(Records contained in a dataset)
= = = = =
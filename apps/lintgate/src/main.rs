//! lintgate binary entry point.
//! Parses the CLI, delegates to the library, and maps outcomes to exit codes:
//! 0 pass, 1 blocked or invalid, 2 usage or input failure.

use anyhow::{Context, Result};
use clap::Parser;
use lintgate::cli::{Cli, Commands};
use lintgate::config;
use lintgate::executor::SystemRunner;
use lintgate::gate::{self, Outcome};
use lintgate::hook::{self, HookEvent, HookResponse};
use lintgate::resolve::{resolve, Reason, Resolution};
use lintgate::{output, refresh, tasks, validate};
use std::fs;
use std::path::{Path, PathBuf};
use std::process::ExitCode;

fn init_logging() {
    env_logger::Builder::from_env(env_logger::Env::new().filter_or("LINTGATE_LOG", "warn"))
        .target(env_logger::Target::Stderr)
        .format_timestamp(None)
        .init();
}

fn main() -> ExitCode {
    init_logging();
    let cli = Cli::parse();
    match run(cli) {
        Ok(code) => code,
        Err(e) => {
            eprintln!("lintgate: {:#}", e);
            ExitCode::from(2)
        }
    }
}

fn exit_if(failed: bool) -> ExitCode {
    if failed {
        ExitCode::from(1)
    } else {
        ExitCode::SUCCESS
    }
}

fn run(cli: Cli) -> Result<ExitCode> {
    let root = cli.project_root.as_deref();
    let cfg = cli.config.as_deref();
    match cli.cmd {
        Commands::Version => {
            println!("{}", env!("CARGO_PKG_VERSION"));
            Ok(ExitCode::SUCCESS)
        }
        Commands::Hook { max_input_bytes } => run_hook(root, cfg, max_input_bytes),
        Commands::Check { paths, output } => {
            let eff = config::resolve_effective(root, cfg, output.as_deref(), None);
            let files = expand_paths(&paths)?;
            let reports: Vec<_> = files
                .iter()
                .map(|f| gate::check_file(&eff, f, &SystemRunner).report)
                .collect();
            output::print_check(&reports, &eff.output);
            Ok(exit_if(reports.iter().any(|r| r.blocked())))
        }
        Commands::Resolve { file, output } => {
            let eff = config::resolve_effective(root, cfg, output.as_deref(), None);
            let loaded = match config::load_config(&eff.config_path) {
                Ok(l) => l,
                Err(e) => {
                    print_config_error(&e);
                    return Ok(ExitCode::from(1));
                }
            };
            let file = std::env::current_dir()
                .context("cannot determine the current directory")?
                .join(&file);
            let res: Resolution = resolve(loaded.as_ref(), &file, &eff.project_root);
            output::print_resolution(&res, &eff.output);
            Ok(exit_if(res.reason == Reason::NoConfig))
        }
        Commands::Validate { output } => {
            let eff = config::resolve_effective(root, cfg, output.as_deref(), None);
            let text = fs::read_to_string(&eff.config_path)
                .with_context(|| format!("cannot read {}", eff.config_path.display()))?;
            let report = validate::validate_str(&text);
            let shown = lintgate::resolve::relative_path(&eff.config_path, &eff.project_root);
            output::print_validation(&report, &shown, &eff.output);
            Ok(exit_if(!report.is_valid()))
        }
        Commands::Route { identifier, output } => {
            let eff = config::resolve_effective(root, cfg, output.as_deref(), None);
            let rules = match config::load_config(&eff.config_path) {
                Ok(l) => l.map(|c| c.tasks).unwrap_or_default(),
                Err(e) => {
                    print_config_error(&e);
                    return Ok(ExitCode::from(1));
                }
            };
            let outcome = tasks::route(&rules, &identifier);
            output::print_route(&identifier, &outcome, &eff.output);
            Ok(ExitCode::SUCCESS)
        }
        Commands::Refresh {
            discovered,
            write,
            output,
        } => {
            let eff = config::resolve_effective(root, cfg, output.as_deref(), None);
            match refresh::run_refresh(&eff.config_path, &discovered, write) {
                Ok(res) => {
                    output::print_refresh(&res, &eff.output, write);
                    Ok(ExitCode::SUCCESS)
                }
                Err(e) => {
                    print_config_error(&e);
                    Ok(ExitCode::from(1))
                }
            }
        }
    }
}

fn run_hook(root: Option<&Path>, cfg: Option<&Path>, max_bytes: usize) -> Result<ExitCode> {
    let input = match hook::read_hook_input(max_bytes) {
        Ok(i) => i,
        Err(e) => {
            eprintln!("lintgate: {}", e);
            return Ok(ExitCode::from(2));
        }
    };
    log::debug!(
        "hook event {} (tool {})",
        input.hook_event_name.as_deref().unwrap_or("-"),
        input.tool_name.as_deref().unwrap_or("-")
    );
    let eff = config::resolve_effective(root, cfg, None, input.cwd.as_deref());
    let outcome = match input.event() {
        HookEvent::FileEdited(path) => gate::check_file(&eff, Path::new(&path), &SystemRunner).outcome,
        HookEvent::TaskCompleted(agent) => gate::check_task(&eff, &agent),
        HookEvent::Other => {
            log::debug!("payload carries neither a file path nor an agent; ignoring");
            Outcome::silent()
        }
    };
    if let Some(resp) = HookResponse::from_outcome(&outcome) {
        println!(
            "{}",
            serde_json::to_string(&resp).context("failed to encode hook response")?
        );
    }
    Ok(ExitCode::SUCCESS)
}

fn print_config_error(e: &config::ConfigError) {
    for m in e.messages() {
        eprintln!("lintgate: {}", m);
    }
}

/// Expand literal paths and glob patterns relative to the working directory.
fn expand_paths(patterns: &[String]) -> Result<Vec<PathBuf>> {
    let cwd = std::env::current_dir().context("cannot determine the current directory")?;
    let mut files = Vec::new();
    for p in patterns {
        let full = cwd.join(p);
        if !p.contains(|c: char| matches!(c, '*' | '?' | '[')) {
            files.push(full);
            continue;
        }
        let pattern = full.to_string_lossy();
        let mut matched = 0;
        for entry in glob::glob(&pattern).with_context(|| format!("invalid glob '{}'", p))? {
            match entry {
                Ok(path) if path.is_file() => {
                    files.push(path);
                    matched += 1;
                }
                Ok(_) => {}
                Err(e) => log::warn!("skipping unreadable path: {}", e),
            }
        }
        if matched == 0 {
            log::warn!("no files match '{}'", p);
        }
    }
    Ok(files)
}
= = = = =
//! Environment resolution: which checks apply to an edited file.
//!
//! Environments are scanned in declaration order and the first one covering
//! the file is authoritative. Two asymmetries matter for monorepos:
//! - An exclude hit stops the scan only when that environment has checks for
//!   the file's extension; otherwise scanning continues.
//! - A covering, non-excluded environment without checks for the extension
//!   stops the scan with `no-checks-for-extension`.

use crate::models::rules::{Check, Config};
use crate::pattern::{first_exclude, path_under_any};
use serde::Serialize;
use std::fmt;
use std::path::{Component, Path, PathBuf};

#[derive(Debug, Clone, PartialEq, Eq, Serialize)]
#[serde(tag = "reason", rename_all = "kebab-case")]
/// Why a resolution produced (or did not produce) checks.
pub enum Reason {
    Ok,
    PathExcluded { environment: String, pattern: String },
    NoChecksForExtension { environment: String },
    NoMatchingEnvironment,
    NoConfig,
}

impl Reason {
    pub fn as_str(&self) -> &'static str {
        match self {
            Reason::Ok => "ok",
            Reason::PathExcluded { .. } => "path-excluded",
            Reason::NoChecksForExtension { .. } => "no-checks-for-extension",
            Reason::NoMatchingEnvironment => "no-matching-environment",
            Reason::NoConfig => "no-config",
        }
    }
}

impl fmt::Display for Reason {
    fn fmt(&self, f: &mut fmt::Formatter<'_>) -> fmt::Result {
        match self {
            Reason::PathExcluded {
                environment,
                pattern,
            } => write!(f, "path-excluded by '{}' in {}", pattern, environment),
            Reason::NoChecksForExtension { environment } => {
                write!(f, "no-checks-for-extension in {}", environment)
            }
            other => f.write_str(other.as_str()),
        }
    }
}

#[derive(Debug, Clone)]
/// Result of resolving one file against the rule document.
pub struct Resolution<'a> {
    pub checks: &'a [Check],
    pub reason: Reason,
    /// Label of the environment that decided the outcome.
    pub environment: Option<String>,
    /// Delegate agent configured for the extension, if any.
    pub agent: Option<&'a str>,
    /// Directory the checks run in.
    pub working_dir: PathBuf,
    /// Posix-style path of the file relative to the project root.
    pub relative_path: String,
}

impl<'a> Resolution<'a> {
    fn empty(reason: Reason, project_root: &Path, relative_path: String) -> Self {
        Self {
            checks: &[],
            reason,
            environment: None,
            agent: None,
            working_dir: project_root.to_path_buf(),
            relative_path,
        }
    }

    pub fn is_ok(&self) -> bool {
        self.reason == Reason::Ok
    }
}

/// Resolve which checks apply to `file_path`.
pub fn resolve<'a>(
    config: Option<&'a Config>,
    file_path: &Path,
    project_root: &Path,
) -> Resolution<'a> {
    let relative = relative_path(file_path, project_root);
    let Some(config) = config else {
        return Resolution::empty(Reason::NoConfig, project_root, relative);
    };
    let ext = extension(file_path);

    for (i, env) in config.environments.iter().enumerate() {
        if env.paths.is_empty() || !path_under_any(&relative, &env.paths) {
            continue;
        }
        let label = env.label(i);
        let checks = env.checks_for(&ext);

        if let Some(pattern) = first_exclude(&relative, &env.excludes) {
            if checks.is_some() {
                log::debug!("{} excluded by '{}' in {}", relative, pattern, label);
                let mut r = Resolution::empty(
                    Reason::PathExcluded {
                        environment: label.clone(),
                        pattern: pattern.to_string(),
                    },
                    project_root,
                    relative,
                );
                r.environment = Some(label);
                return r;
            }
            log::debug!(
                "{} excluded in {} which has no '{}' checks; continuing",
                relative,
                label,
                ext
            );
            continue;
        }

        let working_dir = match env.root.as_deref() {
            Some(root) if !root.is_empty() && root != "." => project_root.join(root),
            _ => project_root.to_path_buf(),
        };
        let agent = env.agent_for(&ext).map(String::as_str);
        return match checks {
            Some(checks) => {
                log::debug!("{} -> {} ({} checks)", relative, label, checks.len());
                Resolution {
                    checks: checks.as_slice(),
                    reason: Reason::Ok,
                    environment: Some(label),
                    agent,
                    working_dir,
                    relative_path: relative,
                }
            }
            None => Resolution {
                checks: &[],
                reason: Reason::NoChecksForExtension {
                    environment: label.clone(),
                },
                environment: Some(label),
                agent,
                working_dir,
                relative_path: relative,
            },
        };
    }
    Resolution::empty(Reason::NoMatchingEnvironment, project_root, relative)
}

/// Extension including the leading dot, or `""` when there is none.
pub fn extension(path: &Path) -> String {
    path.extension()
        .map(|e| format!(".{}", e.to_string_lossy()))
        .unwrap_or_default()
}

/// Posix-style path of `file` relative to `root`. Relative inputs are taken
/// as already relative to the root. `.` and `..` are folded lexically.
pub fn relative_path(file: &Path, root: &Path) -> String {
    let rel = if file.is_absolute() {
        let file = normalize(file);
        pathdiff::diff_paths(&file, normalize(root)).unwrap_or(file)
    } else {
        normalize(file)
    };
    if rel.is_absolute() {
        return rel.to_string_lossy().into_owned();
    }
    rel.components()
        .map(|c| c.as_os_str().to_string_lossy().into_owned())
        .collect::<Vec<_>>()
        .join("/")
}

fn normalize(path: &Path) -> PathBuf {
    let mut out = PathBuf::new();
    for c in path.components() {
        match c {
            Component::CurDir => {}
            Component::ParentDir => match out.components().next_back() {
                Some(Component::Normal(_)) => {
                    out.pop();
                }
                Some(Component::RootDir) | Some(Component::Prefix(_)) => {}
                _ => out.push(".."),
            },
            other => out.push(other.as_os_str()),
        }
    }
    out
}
= = = = =
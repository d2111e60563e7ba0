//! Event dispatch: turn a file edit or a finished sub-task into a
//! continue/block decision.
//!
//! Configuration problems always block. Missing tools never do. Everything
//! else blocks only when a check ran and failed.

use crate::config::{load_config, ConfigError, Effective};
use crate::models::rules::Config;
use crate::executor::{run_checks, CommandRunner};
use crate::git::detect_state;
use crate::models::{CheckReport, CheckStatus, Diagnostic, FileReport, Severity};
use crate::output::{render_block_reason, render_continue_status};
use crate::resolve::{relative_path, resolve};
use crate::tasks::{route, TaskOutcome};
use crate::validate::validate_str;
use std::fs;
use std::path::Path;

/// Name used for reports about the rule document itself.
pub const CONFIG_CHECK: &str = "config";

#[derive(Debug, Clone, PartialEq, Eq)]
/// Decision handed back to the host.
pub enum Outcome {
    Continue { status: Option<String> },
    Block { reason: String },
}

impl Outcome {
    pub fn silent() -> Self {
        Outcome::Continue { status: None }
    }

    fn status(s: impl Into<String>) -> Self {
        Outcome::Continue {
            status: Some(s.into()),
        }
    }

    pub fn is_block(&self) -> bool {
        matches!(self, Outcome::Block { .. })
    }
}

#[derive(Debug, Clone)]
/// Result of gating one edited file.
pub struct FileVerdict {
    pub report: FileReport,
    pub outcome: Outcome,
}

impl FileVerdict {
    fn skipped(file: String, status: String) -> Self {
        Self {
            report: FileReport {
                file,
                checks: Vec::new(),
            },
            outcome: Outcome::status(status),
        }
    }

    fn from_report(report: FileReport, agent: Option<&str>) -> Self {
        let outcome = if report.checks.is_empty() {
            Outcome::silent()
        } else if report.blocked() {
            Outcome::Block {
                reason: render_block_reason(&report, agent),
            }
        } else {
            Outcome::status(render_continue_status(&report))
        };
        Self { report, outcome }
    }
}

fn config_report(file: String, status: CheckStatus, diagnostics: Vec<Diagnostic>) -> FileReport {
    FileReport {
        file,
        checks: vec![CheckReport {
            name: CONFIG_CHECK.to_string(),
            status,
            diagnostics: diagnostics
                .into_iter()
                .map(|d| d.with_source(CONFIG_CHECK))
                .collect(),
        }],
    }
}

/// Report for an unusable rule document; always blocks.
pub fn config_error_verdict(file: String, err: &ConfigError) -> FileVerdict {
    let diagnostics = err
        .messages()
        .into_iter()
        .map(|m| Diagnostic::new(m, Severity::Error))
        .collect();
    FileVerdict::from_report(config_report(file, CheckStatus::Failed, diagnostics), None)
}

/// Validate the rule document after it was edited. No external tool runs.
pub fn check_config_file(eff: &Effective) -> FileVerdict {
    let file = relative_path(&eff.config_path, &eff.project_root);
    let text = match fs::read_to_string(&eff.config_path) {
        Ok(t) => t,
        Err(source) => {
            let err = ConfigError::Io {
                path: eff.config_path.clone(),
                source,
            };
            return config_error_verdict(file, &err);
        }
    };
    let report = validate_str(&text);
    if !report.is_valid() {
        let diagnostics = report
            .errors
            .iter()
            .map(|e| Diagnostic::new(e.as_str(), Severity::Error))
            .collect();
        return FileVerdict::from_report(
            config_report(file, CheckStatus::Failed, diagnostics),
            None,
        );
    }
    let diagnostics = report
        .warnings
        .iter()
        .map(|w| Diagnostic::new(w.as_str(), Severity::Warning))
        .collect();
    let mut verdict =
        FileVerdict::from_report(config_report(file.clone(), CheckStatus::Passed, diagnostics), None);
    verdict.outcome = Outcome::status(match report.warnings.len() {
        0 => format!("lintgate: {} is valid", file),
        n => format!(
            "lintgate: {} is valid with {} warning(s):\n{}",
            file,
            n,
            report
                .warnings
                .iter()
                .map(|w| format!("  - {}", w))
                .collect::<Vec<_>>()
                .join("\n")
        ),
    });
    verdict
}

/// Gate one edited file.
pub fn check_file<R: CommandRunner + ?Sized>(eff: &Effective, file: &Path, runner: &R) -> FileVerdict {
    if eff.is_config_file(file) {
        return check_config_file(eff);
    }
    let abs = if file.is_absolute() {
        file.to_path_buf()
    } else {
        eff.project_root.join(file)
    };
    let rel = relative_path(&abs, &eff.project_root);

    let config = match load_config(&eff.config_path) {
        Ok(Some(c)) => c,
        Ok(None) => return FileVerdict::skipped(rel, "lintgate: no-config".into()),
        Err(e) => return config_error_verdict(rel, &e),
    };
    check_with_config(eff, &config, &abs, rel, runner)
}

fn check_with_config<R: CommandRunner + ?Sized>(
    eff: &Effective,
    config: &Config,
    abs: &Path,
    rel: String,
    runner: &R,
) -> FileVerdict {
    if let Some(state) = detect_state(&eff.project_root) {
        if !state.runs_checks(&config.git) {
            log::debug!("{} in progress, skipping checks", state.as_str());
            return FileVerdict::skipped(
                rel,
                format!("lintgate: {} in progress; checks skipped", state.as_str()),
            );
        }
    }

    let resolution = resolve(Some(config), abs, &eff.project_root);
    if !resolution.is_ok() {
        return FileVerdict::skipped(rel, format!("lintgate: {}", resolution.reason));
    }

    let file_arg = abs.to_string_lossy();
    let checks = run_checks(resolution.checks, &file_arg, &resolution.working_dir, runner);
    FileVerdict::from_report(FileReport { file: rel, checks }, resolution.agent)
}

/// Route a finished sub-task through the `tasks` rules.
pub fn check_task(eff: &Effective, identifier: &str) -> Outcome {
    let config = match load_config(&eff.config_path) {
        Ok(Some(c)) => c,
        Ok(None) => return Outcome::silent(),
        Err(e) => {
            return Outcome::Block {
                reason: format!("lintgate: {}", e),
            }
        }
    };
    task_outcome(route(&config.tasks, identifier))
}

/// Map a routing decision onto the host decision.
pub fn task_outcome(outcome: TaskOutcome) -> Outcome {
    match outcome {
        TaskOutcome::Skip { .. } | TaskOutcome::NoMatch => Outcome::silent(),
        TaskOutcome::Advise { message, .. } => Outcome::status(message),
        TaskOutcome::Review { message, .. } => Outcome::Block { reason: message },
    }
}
= = = = =
▶ [Problem]
Only one thing is wanted in reply: the number of lines in the entries that hold the string "HookEvent".

▶ [Response box]
4